Il la tenait ! il la tenait ! elle était à lui, sa proie, sa chose ! Qu’allait-il en faire ? Ah ! il regardait autour de lui, d’un air de triomphe, et il la regarda aussi, courbée en deux, à peine vêtue, les cheveux en désordre, et si pâle, si effroyablement pâle !

Saisi de rage, il se pencha, prêt au meurtre. Mais non, c’était trop doux, cette mort ! Sa haine exigeait davantage. Il fallait que le complice eût sa part du châtiment… tout au moins qu’il y assistât… ou même qu’il en fût l’instrument…

Il poussa un cri de joie : il avait trouvé. Et, sans songer seulement qu’elle pût lui échapper, il courut aux remises, prit des cordes, des traits, et revint vers sa victime. Elle n’avait point bougé, morte de peur, incapable de résistance.

Alors il l’empoigna par ses jupes, la traîna jusqu’à l’automobile, puis, la soulevant, il l’étendit tout de son long sur l’avant de la voiture, et il la ficela à même le monstre, le dos contre l’écorce d’acier, les bras tordus et repliés de chaque côté, et la tête, la pauvre tête aux cheveux épars, la tête renversée et libre, en dehors, devant la gueule même du monstre, entre ses dents, comme un trophée !

Un tour de manivelle, la bête trembla, sursauta, impatiente et tumultueuse. D’un élan, Caorches bondit sur elle et la lâcha à travers l’espace.

Et ils s’en allèrent ainsi sur la route mystérieuse, dans le crépuscule blême d’un jour d’hiver. Caorches hurlait de rire, et de toute sa puissance, surexcitait la bête affolée, et elle redoublait d’efforts, ardente, fiévreuse, indomptable, On eût dit qu’elle partageait son désir, qu’elle était de moitié dans sa vengeance, et qu’elle avait hâte, elle aussi, d’arriver à l’obstacle, de s’y briser, et d’y jeter le maître impitoyable qui l’asservissait à sa volonté.

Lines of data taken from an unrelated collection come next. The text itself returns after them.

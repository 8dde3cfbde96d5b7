pub mod aggregate;
pub mod cli;
pub mod commands;
pub mod config;
pub mod data;
pub mod error;
pub mod filter;
pub mod format;
pub mod logging;
pub mod pipeline;
pub mod storage;
pub mod tui;

pub use error::{Error, Result};
pub mod query;
pub mod report;
pub mod segments;
pub mod view;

Et ils allaient tous deux, les deux monstres, ils allaient vers la mort, ivres de vitesse, exaspérés de haine, triomphants, comme s’ils se croyaient protégés par cette pauvre tête qui ballottait devant eux, par ce corps de femme, fragile et tendre, qui s’offrait aux premiers chocs ainsi qu’une sirène attachée à la proue d’un navire.

À l’horizon, la butte d’Escalaire… Ils en approchaient. Un hêtre tomba, qui barra la route de son tronc dur et lisse…

Maurice LEBLANC.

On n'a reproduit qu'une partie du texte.